## Task requirements
Print exactly the lines below between the line holding "(first.year(), first.month() + 1)" and the line holding "pub fn trailing_days(today: NaiveDate)", inclusive, and nothing more.

## Source records
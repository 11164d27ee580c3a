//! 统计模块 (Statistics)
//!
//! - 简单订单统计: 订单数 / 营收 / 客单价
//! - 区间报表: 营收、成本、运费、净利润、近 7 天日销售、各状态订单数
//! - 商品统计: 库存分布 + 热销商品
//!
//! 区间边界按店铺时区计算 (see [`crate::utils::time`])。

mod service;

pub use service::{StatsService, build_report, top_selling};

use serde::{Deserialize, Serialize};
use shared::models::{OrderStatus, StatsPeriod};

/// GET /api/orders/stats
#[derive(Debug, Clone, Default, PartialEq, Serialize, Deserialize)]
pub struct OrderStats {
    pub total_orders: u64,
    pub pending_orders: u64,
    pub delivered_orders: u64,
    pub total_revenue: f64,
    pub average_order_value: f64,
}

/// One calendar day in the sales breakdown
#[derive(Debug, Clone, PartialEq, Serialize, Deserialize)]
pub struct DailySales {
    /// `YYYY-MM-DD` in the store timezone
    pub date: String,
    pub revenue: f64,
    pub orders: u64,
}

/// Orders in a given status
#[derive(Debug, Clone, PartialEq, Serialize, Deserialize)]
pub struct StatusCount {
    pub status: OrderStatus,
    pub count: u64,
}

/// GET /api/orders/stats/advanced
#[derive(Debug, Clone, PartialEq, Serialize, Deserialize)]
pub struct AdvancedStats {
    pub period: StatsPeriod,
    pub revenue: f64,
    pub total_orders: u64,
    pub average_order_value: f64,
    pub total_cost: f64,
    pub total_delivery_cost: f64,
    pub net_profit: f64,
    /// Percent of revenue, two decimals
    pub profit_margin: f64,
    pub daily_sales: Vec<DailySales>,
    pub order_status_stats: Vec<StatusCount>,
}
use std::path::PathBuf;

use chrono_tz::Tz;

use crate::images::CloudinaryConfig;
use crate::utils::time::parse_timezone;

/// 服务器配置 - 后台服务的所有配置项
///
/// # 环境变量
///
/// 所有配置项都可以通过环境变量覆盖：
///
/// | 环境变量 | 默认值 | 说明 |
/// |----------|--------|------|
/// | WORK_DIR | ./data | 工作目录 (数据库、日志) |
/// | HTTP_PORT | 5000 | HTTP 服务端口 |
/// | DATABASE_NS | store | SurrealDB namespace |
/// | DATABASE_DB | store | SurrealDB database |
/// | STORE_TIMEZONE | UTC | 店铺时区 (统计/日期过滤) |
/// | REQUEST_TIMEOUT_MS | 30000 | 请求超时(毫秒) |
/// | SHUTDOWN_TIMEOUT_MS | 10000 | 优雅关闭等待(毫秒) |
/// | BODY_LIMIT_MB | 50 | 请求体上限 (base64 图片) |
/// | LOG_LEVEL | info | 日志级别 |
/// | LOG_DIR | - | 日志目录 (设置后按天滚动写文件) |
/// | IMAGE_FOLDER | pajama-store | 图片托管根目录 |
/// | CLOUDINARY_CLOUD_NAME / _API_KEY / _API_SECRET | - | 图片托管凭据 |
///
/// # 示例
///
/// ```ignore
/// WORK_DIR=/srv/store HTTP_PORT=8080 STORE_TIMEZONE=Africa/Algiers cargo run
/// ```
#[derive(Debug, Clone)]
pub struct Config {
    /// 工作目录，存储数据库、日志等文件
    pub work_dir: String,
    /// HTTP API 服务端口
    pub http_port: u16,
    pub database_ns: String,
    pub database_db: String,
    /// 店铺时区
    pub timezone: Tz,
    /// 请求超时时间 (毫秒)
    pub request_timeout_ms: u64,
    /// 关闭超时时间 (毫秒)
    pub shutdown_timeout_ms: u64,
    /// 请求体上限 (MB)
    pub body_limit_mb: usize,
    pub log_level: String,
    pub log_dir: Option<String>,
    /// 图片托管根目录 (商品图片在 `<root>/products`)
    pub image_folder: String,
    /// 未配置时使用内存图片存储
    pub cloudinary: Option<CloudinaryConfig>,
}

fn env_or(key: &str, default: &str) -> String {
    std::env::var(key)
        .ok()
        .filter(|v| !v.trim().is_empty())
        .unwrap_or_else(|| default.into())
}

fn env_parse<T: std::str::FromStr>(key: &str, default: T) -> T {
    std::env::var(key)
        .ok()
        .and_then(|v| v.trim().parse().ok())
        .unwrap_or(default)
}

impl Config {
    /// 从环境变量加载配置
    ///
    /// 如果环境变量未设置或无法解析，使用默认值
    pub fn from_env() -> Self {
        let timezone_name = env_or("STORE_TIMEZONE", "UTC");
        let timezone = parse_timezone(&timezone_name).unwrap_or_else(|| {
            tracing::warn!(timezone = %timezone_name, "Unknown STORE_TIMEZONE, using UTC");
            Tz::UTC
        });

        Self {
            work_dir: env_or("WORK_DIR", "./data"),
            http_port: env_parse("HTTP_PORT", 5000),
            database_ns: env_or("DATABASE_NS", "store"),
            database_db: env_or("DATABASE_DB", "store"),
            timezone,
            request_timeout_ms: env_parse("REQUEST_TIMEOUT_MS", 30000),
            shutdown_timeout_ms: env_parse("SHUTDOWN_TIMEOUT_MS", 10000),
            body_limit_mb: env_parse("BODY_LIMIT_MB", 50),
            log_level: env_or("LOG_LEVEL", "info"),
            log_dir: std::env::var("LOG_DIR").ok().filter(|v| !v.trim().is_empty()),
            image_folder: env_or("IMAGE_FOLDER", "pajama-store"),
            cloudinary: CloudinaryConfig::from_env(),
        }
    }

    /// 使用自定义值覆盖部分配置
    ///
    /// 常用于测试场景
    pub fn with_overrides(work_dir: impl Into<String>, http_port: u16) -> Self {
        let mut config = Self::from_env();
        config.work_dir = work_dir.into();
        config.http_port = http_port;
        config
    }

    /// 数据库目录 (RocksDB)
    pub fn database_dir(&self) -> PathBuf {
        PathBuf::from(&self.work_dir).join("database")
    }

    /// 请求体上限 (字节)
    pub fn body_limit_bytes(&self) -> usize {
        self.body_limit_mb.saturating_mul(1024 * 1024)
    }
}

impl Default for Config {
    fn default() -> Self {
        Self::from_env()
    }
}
--
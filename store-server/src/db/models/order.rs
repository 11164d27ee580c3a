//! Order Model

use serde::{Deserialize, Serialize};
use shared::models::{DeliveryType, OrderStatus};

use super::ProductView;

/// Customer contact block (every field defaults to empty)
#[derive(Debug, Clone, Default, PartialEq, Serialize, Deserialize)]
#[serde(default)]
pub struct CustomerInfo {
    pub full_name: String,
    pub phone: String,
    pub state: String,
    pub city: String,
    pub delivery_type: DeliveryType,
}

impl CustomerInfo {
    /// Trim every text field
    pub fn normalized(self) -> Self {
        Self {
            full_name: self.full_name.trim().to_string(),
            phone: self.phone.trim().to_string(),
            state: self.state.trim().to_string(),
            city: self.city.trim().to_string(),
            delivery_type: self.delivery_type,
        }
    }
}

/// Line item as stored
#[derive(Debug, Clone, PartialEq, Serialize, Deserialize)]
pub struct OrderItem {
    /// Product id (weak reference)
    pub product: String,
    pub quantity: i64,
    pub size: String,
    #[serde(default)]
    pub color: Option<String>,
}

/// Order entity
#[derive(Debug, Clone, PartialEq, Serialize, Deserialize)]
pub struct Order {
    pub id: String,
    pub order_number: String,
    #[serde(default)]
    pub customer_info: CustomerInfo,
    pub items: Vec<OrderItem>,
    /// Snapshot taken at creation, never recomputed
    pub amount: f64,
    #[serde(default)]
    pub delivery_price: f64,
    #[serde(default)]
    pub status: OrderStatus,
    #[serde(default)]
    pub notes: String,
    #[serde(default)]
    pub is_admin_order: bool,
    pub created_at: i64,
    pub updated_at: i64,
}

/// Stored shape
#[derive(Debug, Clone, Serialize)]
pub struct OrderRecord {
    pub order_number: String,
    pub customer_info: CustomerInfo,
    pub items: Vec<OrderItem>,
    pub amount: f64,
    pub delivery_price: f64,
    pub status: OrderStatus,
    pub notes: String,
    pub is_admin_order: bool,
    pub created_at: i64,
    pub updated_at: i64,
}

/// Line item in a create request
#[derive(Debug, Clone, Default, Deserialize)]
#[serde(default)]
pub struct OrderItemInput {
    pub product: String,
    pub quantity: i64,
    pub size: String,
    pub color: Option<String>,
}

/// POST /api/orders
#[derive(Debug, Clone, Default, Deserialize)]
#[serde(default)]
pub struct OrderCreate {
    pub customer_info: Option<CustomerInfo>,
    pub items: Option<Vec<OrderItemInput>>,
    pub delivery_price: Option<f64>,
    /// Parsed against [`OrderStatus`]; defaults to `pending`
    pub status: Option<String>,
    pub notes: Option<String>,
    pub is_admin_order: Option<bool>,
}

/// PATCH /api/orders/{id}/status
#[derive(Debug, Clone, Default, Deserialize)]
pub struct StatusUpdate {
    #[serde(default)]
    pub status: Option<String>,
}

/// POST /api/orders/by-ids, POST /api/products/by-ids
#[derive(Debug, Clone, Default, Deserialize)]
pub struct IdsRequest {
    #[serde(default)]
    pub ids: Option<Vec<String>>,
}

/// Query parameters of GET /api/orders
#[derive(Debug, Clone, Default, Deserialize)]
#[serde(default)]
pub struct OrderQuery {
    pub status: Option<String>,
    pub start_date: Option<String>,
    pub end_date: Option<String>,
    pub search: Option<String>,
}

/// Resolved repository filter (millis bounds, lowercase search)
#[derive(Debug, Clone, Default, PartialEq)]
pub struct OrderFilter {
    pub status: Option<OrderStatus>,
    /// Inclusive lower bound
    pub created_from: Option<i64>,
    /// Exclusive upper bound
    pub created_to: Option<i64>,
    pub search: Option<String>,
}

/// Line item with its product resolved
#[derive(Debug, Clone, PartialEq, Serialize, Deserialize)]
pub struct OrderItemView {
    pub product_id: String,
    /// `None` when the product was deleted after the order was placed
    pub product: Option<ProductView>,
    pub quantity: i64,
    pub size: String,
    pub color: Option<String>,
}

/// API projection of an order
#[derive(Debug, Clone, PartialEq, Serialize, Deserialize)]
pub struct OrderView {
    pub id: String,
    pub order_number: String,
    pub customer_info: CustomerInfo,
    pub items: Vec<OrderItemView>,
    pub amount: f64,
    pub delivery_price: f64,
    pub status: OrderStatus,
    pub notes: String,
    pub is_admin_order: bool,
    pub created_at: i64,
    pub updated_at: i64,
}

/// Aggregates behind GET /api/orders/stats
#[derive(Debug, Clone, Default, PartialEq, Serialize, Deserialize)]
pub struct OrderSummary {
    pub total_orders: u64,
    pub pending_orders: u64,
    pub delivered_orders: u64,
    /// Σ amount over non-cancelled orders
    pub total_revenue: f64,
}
--
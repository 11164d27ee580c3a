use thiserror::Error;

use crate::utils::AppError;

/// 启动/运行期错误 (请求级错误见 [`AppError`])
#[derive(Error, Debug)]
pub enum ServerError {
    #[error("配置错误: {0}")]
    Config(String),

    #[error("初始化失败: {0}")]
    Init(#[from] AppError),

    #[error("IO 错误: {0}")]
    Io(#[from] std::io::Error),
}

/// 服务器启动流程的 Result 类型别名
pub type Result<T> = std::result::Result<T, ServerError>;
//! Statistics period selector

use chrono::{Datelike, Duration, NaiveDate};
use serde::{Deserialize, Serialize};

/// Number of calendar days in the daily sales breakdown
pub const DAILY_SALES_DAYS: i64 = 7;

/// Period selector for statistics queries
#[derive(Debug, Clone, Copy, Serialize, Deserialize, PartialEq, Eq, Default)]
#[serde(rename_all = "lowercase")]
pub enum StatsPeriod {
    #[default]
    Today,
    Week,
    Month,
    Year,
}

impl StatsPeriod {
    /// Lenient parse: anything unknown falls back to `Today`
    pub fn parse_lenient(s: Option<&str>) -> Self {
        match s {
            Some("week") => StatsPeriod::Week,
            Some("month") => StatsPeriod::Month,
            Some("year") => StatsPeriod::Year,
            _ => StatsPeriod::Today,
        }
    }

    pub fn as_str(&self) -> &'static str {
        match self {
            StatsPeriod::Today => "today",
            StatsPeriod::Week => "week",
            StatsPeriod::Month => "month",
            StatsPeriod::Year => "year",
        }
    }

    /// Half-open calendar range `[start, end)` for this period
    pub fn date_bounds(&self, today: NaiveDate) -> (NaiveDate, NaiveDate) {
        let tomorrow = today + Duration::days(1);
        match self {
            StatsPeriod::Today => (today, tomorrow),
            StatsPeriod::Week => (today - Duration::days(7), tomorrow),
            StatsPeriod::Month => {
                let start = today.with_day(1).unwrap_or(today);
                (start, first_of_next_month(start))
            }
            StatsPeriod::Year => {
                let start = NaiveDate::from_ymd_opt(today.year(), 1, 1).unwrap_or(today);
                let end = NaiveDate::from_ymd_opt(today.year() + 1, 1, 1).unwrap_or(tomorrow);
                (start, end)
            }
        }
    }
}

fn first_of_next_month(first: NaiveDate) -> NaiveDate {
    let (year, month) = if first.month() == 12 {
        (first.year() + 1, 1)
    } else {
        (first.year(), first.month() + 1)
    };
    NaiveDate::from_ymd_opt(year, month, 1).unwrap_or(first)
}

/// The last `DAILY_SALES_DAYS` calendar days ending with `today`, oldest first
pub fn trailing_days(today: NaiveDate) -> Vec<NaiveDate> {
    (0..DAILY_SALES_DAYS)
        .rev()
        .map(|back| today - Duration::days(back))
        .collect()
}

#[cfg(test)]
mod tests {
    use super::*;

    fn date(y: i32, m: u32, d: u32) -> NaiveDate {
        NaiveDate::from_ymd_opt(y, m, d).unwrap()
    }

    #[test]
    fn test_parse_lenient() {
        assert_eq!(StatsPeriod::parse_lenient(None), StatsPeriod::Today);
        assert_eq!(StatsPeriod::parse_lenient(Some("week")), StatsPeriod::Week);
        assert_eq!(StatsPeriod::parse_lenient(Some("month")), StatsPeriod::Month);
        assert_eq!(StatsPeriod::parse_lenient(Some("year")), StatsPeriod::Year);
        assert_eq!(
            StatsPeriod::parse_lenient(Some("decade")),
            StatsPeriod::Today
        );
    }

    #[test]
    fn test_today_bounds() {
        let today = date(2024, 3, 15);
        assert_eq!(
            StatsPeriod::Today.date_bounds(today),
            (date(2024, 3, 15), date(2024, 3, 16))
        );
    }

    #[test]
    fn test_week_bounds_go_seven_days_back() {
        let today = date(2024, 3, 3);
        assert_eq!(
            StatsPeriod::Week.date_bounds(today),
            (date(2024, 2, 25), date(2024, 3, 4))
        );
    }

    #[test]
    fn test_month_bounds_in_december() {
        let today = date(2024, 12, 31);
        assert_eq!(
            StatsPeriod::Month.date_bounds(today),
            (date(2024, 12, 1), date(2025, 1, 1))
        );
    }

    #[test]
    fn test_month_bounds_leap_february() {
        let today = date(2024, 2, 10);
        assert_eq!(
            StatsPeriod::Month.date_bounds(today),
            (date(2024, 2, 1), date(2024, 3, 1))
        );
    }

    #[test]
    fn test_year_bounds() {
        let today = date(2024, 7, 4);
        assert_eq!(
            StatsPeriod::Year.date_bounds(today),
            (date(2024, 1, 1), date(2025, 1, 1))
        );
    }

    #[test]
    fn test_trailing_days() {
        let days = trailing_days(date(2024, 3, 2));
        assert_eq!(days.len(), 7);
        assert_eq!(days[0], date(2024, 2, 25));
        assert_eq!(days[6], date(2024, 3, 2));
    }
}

## Answer to the problem
        (first.year(), first.month() + 1)
    };
    NaiveDate::from_ymd_opt(year, month, 1).unwrap_or(first)
}

/// The last `DAILY_SALES_DAYS` calendar days ending with `today`, oldest first
pub fn trailing_days(today: NaiveDate) -> Vec<NaiveDate> {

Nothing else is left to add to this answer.